◆ Task requirements ◆
Find every line of the records that has "ClientGuard" and return it.

Collected data entries:
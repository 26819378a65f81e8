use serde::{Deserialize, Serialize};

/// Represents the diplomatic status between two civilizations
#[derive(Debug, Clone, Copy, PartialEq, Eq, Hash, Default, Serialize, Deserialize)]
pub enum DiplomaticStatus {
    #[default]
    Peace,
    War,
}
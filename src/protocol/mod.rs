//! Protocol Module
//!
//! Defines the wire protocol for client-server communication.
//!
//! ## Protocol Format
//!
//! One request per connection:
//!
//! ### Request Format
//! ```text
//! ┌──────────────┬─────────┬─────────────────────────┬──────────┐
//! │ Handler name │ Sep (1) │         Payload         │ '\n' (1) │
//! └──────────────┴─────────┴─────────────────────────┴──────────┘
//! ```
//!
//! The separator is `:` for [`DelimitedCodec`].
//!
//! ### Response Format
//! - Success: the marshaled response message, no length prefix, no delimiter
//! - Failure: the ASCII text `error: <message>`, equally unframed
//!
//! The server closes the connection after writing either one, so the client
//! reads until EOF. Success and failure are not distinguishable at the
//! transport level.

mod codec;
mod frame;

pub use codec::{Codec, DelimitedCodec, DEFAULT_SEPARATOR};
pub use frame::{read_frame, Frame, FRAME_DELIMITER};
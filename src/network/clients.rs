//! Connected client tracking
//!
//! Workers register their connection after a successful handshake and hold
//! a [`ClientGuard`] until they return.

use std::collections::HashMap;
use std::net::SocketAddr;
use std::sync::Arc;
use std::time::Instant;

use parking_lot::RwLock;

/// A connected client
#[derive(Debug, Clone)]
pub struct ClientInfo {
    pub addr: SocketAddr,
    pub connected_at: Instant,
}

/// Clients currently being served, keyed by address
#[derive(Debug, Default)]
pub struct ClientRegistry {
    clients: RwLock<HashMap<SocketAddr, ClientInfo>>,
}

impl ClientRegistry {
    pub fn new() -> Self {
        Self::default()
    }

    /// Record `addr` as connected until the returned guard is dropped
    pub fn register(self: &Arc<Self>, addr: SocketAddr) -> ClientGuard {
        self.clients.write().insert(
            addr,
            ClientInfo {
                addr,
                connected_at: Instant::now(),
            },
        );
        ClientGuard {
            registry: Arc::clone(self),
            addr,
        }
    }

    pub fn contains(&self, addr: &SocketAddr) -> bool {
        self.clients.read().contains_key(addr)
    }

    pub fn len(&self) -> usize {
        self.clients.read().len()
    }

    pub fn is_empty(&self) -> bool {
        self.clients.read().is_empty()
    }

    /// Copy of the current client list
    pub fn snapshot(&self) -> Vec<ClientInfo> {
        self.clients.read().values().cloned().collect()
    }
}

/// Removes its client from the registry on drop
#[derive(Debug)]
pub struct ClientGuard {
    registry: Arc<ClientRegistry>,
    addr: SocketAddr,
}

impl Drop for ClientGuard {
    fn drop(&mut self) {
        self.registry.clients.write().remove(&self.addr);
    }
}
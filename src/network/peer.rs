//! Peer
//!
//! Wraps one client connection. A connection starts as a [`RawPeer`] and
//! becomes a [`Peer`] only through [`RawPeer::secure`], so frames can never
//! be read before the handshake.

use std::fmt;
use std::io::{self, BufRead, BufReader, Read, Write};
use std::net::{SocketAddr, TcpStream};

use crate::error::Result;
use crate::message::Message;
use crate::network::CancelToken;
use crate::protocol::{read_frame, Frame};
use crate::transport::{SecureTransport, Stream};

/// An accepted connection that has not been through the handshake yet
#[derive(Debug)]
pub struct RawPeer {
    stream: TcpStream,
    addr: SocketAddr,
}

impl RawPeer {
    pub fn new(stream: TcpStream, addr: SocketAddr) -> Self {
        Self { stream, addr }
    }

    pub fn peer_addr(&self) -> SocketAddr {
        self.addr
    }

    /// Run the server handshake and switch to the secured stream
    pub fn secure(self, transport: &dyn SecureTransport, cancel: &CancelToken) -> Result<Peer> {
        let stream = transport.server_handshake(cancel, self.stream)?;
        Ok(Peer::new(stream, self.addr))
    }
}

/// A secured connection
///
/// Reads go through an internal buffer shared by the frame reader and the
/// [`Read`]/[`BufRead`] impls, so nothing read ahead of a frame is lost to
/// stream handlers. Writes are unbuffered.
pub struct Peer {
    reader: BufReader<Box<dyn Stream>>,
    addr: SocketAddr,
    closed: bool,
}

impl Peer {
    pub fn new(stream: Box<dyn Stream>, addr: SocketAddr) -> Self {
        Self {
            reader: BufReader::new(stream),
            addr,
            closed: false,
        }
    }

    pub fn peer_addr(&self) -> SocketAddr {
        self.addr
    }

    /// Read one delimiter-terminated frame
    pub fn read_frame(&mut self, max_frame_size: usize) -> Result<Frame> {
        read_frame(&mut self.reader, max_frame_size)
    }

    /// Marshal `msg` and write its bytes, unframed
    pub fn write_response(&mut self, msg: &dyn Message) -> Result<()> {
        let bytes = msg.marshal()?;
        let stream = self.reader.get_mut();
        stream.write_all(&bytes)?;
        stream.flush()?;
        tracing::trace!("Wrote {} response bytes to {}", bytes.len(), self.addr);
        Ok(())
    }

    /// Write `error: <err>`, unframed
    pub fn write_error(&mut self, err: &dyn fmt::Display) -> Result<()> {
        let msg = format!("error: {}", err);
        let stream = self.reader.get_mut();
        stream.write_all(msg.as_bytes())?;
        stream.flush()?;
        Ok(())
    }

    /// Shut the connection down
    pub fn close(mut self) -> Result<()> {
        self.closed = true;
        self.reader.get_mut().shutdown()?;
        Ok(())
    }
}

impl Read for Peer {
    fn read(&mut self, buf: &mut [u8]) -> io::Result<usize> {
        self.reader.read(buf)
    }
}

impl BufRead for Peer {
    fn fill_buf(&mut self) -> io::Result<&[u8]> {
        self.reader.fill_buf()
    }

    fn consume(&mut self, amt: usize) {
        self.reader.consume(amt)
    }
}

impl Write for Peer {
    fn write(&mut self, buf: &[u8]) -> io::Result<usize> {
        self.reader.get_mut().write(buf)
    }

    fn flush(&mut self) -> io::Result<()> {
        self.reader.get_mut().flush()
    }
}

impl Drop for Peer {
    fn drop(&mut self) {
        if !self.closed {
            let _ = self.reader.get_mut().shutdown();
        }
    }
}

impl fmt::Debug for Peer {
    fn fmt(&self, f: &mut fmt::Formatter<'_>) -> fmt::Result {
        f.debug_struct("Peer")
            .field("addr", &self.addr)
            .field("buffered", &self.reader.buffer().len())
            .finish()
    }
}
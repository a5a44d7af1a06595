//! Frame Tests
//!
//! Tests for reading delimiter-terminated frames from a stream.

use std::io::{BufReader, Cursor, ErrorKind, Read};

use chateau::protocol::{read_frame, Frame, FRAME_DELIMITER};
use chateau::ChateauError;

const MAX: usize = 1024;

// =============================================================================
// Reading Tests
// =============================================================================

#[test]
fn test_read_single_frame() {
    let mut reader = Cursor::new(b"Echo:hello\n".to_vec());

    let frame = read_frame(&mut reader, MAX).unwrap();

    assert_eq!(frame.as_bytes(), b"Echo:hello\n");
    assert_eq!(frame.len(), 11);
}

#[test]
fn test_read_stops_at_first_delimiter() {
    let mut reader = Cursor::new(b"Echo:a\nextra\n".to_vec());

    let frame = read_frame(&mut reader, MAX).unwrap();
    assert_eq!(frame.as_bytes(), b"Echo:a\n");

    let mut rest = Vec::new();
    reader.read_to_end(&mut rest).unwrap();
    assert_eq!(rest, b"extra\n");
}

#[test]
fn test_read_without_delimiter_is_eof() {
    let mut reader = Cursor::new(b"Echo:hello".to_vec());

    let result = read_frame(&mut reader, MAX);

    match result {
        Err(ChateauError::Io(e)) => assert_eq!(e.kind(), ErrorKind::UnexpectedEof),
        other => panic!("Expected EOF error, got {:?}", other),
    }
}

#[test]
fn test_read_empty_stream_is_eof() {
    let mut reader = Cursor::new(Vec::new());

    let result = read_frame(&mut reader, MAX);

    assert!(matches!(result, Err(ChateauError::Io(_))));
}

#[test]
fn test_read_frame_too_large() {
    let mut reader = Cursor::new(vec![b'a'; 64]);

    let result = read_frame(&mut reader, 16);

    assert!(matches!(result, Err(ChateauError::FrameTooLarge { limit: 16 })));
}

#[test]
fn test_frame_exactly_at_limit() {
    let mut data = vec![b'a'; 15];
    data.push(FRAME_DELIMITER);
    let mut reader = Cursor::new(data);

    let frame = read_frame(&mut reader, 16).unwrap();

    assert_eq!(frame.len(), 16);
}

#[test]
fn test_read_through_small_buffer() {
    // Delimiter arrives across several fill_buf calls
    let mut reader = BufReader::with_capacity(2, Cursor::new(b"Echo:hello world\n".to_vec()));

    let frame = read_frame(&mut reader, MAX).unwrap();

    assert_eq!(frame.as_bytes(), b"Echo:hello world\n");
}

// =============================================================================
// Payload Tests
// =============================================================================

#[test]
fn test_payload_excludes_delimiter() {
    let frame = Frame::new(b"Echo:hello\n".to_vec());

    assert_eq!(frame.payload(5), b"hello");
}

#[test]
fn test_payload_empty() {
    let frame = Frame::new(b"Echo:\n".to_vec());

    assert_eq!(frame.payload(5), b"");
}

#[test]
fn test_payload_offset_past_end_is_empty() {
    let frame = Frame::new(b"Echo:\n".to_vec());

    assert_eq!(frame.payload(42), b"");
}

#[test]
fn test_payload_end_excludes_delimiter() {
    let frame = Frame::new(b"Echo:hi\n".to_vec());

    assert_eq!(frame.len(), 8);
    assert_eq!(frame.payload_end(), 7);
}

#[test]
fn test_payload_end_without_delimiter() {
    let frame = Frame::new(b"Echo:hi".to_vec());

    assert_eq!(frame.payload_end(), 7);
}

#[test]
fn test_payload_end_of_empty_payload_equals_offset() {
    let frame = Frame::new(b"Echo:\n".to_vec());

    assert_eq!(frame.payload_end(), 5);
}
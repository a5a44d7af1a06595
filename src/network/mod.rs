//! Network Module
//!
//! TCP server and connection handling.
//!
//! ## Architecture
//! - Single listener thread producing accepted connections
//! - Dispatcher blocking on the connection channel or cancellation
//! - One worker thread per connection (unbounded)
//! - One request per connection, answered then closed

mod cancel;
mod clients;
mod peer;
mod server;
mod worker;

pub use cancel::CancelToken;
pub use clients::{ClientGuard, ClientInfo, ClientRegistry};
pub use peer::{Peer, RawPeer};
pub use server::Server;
...
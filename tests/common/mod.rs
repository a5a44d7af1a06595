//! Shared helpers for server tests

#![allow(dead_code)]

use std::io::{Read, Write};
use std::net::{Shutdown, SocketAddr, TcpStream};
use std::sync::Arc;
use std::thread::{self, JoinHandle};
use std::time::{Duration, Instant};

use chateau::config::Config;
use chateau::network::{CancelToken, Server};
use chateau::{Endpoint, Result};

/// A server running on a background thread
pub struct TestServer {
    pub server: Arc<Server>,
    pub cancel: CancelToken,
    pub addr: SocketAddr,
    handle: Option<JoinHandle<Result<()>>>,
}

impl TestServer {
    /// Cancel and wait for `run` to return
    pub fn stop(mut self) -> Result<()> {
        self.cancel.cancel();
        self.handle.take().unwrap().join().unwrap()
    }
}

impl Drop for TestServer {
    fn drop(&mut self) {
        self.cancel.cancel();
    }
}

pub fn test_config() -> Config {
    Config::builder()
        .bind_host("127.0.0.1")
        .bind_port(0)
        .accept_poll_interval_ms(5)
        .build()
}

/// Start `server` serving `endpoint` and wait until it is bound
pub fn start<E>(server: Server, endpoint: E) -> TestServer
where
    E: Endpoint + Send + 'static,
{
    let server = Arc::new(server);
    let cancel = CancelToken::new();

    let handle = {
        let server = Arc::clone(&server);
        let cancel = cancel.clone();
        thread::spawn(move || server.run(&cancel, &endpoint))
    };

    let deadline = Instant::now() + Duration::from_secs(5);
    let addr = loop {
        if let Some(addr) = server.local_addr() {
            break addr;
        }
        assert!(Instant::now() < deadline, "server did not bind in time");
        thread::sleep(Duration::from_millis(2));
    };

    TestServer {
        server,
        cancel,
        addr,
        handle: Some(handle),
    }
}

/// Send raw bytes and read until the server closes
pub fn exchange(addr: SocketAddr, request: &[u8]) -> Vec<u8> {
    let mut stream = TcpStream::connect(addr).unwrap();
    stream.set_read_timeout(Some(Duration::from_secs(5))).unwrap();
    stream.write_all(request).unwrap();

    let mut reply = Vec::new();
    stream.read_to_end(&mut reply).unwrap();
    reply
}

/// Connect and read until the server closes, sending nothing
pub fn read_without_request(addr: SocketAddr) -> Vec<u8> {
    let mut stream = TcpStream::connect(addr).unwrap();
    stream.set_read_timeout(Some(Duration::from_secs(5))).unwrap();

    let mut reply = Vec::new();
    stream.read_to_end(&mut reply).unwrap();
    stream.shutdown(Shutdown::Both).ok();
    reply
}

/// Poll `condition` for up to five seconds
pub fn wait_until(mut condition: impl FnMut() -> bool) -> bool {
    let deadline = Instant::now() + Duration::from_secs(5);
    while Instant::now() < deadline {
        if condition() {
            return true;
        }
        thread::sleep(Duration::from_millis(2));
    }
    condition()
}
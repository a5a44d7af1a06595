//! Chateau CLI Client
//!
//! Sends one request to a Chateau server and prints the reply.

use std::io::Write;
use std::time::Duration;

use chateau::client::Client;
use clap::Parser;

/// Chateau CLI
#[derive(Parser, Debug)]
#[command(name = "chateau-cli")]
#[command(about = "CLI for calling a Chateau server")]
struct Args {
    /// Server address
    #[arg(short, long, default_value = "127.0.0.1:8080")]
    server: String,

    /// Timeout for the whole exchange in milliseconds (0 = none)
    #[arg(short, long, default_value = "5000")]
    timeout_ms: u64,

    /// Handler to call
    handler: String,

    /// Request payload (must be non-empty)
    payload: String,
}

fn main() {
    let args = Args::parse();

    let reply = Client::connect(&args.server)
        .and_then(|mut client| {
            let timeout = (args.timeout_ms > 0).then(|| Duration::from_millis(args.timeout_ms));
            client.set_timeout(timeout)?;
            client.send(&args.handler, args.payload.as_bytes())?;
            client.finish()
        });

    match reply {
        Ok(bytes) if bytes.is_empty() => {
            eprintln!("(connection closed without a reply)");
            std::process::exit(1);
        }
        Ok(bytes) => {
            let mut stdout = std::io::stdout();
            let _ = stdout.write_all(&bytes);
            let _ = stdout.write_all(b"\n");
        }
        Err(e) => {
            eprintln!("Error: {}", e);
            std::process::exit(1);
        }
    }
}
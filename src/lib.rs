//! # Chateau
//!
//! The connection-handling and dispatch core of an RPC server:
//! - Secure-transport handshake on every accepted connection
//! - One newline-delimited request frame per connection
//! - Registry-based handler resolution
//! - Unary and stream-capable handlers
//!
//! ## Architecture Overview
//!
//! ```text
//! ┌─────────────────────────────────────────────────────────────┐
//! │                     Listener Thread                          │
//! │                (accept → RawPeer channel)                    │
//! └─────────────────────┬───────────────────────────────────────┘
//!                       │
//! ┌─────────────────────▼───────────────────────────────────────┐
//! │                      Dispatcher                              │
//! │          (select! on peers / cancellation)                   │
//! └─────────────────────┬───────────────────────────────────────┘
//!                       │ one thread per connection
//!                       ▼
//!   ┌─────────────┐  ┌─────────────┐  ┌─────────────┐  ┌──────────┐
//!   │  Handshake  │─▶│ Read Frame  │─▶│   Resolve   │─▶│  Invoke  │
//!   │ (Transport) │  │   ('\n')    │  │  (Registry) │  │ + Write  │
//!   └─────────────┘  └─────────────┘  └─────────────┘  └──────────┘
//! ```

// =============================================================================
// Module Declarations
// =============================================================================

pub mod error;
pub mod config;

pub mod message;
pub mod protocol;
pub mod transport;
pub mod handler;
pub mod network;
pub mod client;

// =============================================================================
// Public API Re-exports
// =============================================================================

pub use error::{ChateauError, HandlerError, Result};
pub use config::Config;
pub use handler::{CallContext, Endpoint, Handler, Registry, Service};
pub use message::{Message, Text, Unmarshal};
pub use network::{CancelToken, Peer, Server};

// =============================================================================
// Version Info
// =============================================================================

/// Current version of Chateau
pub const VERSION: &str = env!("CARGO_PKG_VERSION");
---
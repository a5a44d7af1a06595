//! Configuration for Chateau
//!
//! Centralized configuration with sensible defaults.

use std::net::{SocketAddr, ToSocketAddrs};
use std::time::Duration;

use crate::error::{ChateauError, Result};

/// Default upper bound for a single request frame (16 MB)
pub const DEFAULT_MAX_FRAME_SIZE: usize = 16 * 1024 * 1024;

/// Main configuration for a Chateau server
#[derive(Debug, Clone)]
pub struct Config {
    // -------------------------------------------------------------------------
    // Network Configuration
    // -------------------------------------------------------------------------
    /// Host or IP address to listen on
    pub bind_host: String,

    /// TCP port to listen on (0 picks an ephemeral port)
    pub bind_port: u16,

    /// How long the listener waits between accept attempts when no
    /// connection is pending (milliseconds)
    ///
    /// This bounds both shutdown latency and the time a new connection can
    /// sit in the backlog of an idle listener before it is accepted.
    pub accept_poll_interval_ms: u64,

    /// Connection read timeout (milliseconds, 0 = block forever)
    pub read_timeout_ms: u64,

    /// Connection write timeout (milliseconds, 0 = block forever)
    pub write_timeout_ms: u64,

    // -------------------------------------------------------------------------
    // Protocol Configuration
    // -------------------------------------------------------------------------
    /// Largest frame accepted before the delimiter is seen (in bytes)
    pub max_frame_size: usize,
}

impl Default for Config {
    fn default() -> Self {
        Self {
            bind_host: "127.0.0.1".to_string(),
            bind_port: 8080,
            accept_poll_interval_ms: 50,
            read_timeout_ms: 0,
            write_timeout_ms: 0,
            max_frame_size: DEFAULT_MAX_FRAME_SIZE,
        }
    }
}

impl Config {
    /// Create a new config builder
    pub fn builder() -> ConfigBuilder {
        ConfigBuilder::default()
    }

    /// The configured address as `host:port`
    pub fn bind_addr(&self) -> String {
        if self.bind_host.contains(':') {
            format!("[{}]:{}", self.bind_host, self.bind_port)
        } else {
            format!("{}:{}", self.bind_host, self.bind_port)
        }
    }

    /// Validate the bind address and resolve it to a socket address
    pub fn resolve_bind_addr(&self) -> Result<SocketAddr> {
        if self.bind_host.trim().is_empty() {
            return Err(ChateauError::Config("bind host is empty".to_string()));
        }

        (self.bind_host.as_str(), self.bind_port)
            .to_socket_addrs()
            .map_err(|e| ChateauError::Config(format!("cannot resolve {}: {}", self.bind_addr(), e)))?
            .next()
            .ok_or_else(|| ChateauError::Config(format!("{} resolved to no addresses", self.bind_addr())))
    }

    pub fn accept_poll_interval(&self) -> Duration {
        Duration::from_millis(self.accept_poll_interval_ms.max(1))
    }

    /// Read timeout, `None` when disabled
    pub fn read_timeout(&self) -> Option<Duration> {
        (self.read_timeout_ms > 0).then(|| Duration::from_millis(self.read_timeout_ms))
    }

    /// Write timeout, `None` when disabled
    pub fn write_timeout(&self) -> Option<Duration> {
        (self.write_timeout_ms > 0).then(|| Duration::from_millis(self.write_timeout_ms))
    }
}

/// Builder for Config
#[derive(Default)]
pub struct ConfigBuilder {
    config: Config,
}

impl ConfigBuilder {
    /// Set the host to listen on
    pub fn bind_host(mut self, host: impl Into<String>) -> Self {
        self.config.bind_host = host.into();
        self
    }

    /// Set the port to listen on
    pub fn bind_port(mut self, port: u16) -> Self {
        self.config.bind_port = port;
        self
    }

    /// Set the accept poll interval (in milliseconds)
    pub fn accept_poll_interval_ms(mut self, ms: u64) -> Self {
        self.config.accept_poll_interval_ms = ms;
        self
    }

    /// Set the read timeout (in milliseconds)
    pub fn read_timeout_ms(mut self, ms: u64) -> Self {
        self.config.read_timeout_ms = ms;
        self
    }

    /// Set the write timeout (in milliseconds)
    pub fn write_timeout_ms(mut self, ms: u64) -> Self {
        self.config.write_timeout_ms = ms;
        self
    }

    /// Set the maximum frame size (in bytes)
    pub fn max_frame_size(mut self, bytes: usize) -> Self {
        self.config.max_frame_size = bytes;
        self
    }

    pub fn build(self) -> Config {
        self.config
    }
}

◆ Result for this task ◆
//! a [`ClientGuard`] until they return.
    pub fn register(self: &Arc<Self>, addr: SocketAddr) -> ClientGuard {
        ClientGuard {
pub struct ClientGuard {
impl Drop for ClientGuard {
pub use clients::{ClientGuard, ClientInfo, ClientRegistry};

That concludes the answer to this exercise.